This curriculum spans the design and integration of IT systems with Lean and Six Sigma practices across multiple operational layers, comparable in scope to a multi-workshop program that aligns enterprise data infrastructure, digital process controls, and governance frameworks with continuous improvement workflows in complex, regulated environments.
Module 1: Integrating IT Systems with Lean and Six Sigma Methodologies
- Selecting enterprise resource planning (ERP) modules that align with value stream mapping outputs to eliminate redundant data entry across departments.
- Configuring workflow automation tools to enforce DMAIC phase completion gates before allowing project progression in a regulated environment.
- Mapping IT service management (ITSM) incident resolution processes to Lean problem-solving frameworks to reduce mean time to repair (MTTR).
- Designing data collection forms in digital check-sheet applications that mirror standardized work instructions without introducing input lag.

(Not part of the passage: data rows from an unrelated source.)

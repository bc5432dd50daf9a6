use axum::{
    extract::{Path, State},
    http::StatusCode,
    Extension, Json,
};
use uuid::Uuid;

use crate::error::{AppError, AppResult};
use crate::extract::AppJson;
use crate::utils::jwt::Claims;
use crate::zones::{NewZone, Zone, ZoneChanges};
use crate::AppState;

// ============ Zone Management ============

/// List all zones including inactive ones (admin)
pub async fn list_zones(State(state): State<AppState>) -> AppResult<Json<Vec<Zone>>> {
    let zones = state.zones.list_zones().await?;
    Ok(Json(zones))
}

/// Get a single zone (admin)
pub async fn get_zone(
    State(state): State<AppState>,
    Path(id): Path<Uuid>,
) -> AppResult<Json<Zone>> {
    let zone = state
        .zones
        .find_zone(id)
        .await?
        .ok_or_else(|| AppError::NotFound("Zone not found".to_string()))?;
    Ok(Json(zone))
}

/// Create a new zone (admin)
pub async fn create_zone(
    State(state): State<AppState>,
    Extension(claims): Extension<Claims>,
    AppJson(payload): AppJson<NewZone>,
) -> AppResult<(StatusCode, Json<Zone>)> {
    let zone = state.zones.create_zone(payload).await?;
    tracing::info!(admin = %claims.sub, zone_id = %zone.id, radius_km = zone.radius_km, "Admin created zone");
    Ok((StatusCode::CREATED, Json(zone)))
}

/// Update a zone, including activating or deactivating it (admin)
pub async fn update_zone(
    State(state): State<AppState>,
    Extension(claims): Extension<Claims>,
    Path(id): Path<Uuid>,
    AppJson(payload): AppJson<ZoneChanges>,
) -> AppResult<Json<Zone>> {
    let zone = state.zones.update_zone(id, payload).await?;
    tracing::info!(admin = %claims.sub, zone_id = %zone.id, is_active = zone.is_active, "Admin updated zone");
    Ok(Json(zone))
}

/// Delete a zone (admin)
pub async fn delete_zone(
    State(state): State<AppState>,
    Extension(claims): Extension<Claims>,
    Path(id): Path<Uuid>,
) -> AppResult<Json<serde_json::Value>> {
    state.zones.delete_zone(id).await?;
    tracing::info!(admin = %claims.sub, zone_id = %id, "Admin deleted zone");
    Ok(Json(serde_json::json!({ "message": "Zone deleted" })))
}
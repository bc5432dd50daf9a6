use async_trait::async_trait;
use chrono::Utc;
use tokio::sync::RwLock;
use uuid::Uuid;

use super::ZoneStore;
use crate::error::{AppError, AppResult};
use crate::zones::{NewZone, Zone, ZoneChanges};

/// Process-local zone store. Used by tests and for running without Postgres.
#[derive(Debug, Default)]
pub struct MemoryZoneStore {
    zones: RwLock<Vec<Zone>>,
}

impl MemoryZoneStore {
    pub fn new() -> Self {
        Self::default()
    }

    /// Seed with already-built zones. Bypasses validation so tests can load
    /// misconfigured records.
    pub fn with_zones(zones: Vec<Zone>) -> Self {
        Self {
            zones: RwLock::new(zones),
        }
    }
}

fn sorted(mut zones: Vec<Zone>) -> Vec<Zone> {
    zones.sort_by(|a, b| a.radius_km.total_cmp(&b.radius_km));
    zones
}

fn build(id: Uuid, zone: NewZone, created_at: chrono::DateTime<Utc>) -> Zone {
    Zone {
        id,
        name: zone.name,
        center: zone.center,
        radius_km: zone.radius_km,
        delivery_charge: zone.delivery_charge,
        min_order_amount: zone.min_order_amount,
        is_active: zone.is_active,
        delivery_slots: zone.delivery_slots,
        created_at,
    }
}

#[async_trait]
impl ZoneStore for MemoryZoneStore {
    async fn list_active_zones(&self) -> AppResult<Vec<Zone>> {
        let zones = self.zones.read().await;
        Ok(sorted(zones.iter().filter(|z| z.is_active).cloned().collect()))
    }

    async fn list_zones(&self) -> AppResult<Vec<Zone>> {
        Ok(sorted(self.zones.read().await.clone()))
    }

    async fn find_zone(&self, id: Uuid) -> AppResult<Option<Zone>> {
        let zones = self.zones.read().await;
        Ok(zones.iter().find(|z| z.id == id).cloned())
    }

    async fn create_zone(&self, zone: NewZone) -> AppResult<Zone> {
        zone.validate()?;
        let created = build(Uuid::new_v4(), zone, Utc::now());
        self.zones.write().await.push(created.clone());
        Ok(created)
    }

    async fn update_zone(&self, id: Uuid, changes: ZoneChanges) -> AppResult<Zone> {
        let mut zones = self.zones.write().await;
        let existing = zones
            .iter_mut()
            .find(|z| z.id == id)
            .ok_or_else(|| AppError::NotFound("Zone not found".to_string()))?;

        let merged = changes.apply_to(existing);
        merged.validate()?;
        *existing = build(id, merged, existing.created_at);
        Ok(existing.clone())
    }

    async fn delete_zone(&self, id: Uuid) -> AppResult<()> {
        let mut zones = self.zones.write().await;
        let before = zones.len();
        zones.retain(|z| z.id != id);

        if zones.len() == before {
            return Err(AppError::NotFound("Zone not found".to_string()));
        }
        Ok(())
    }
}

#[cfg(test)]
mod tests {
    use super::*;
    use crate::zones::test_support::CHENNAI;

    fn new_zone(name: &str, radius_km: f64) -> NewZone {
        NewZone {
            name: name.to_string(),
            center: CHENNAI,
            radius_km,
            delivery_charge: 0,
            min_order_amount: 0,
            is_active: true,
            delivery_slots: Vec::new(),
        }
    }

    #[tokio::test]
    async fn test_active_listing_is_sorted_and_filtered() {
        let store = MemoryZoneStore::new();
        store.create_zone(new_zone("Wide", 20.0)).await.unwrap();
        store.create_zone(new_zone("Tight", 4.0)).await.unwrap();
        let hidden = store.create_zone(new_zone("Hidden", 1.0)).await.unwrap();
        store
            .update_zone(
                hidden.id,
                ZoneChanges {
                    is_active: Some(false),
                    ..Default::default()
                },
            )
            .await
            .unwrap();

        let active: Vec<String> = store
            .list_active_zones()
            .await
            .unwrap()
            .into_iter()
            .map(|z| z.name)
            .collect();
        assert_eq!(active, ["Tight", "Wide"]);
        assert_eq!(store.list_zones().await.unwrap().len(), 3);
    }

    #[tokio::test]
    async fn test_create_rejects_invalid_zone() {
        let store = MemoryZoneStore::new();
        let err = store.create_zone(new_zone("Zero", 0.0)).await.unwrap_err();
        assert!(matches!(err, AppError::InvalidZone(_)));
        assert!(store.list_zones().await.unwrap().is_empty());
    }

    #[tokio::test]
    async fn test_invalid_update_leaves_zone_untouched() {
        let store = MemoryZoneStore::new();
        let zone = store.create_zone(new_zone("Adyar", 5.0)).await.unwrap();

        let err = store
            .update_zone(
                zone.id,
                ZoneChanges {
                    delivery_charge: Some(-10),
                    ..Default::default()
                },
            )
            .await
            .unwrap_err();
        assert!(matches!(err, AppError::InvalidZone(_)));
        assert_eq!(store.find_zone(zone.id).await.unwrap(), Some(zone));
    }

    #[tokio::test]
    async fn test_delete_unknown_zone_is_not_found() {
        let store = MemoryZoneStore::new();
        let err = store.delete_zone(Uuid::new_v4()).await.unwrap_err();
        assert!(matches!(err, AppError::NotFound(_)));
    }
}
use axum::{
    extract::{Request, State},
    middleware::Next,
    response::Response,
};
use axum_extra::{
    headers::{authorization::Bearer, Authorization},
    TypedHeader,
};

use crate::error::{AppError, AppResult};
use crate::utils::jwt::{verify_token, Claims, Role};
use crate::AppState;

/// Extract and validate JWT token from Authorization header
pub async fn auth_middleware(
    State(state): State<AppState>,
    TypedHeader(auth): TypedHeader<Authorization<Bearer>>,
    mut request: Request,
    next: Next,
) -> AppResult<Response> {
    let claims = verify_token(auth.token(), &state.config.jwt_secret)?;
    request.extensions_mut().insert(claims);
    Ok(next.run(request).await)
}

/// Require admin role
pub async fn require_admin(
    request: Request,
    next: Next,
) -> AppResult<Response> {
    let claims = request
        .extensions()
        .get::<Claims>()
        .ok_or_else(|| AppError::Unauthorized("No authentication found".to_string()))?;

    if claims.role != Role::Admin {
        tracing::warn!(account_id = %claims.sub, "Non-admin attempted zone administration");
        return Err(AppError::Forbidden("Admin access required".to_string()));
    }

    Ok(next.run(request).await)
}
pub mod geo;
pub mod jwt;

- Aligning software release cycles with Kaizen event timelines to ensure new features support recently improved processes.
- Integrating shop floor data acquisition systems with statistical process control (SPC) software to enable real-time defect detection.
Module 2: Data Infrastructure for Continuous Improvement
- Establishing data ownership roles for operational metrics used in daily management reviews to ensure accountability and accuracy.
- Designing a data warehouse schema that supports drill-down from high-level OEE dashboards to individual machine downtime logs.
- Implementing change data capture (CDC) to track process variable adjustments during Six Sigma experiments without disrupting production systems.
- Choosing between batch and real-time data ingestion based on the sensitivity of control limits in a high-precision manufacturing process.
- Standardizing time-stamping protocols across distributed systems to enable accurate root cause analysis of process deviations.
- Deploying edge computing devices to preprocess sensor data and reduce latency in anomaly detection systems.
Module 3: Digital Tools for Process Visualization and Monitoring
- Configuring digital Andon systems to escalate alerts based on defect frequency thresholds and available response capacity.
- Developing interactive value stream maps in visualization software that update dynamically with production schedule changes.
- Selecting KPIs for executive dashboards that reflect both operational performance and improvement project health.
- Implementing role-based access controls in performance monitoring tools to prevent information overload at the operator level.
- Integrating IoT device feeds into control charts to automate special cause signal detection in continuous processes.
- Validating the accuracy of real-time dashboards against manual audit logs during shift transitions to maintain trust in digital systems.
Module 4: Change Management and System Adoption
- Sequencing the rollout of a new quality management system (QMS) by department to align with existing process ownership structures.
- Designing offline-capable mobile forms for data collection in areas with unreliable Wi-Fi coverage on the production floor.
- Conducting usability testing of digital Gemba walk applications with frontline supervisors before enterprise deployment.
- Creating data validation rules in improvement tracking software to prevent inconsistent root cause coding across teams.
- Establishing a feedback loop from end users to IT support for reporting workflow bottlenecks in digital audit tools.
- Training process owners to generate custom reports from the improvement database without requiring IT intervention.
Module 5: Advanced Analytics for Root Cause Analysis
- Selecting between logistic regression and decision trees for predicting defect occurrences based on historical process parameters.
- Validating the assumptions of normality and independence in time-series data before applying traditional SPC rules.
- Using clustering algorithms to segment customer complaints and identify previously undetected failure modes.
- Implementing automated correlation analysis between maintenance logs and quality deviations to prioritize equipment upgrades.
- Setting thresholds for automated Pareto analysis refreshes based on minimum data volume requirements for statistical significance.
- Documenting model drift detection procedures for predictive maintenance algorithms to maintain reliability over time.
Module 6: Governance and Compliance in Digital Improvement Systems
- Configuring electronic signature requirements in deviation management software to meet FDA 21 CFR Part 11 regulations.
- Defining data retention policies for improvement project documentation based on internal audit requirements and legal exposure.
- Conducting access reviews for Six Sigma project databases to ensure only authorized personnel can modify baseline metrics.
- Implementing audit trails for changes to control limits in SPC software to support regulatory inspections.
- Aligning data classification policies with corporate cybersecurity frameworks for sensitive process performance data.
- Establishing escalation protocols for system downtime that impact real-time quality monitoring capabilities.
Module 7: Scaling Improvement Technologies Across the Enterprise
- Developing a template library for control charts and dashboards to ensure consistency across business units.
- Designing a central improvement project repository with metadata tagging to enable cross-functional knowledge reuse.
- Standardizing API contracts between plant-level MES systems and corporate analytics platforms for roll-up reporting.
- Implementing a staging environment for testing process changes in simulation before deploying to live systems.
- Creating a prioritization framework for IT support of continuous improvement initiatives based on financial impact and technical complexity.
- Establishing a center of excellence to maintain configuration standards for digital Lean tools across global sites.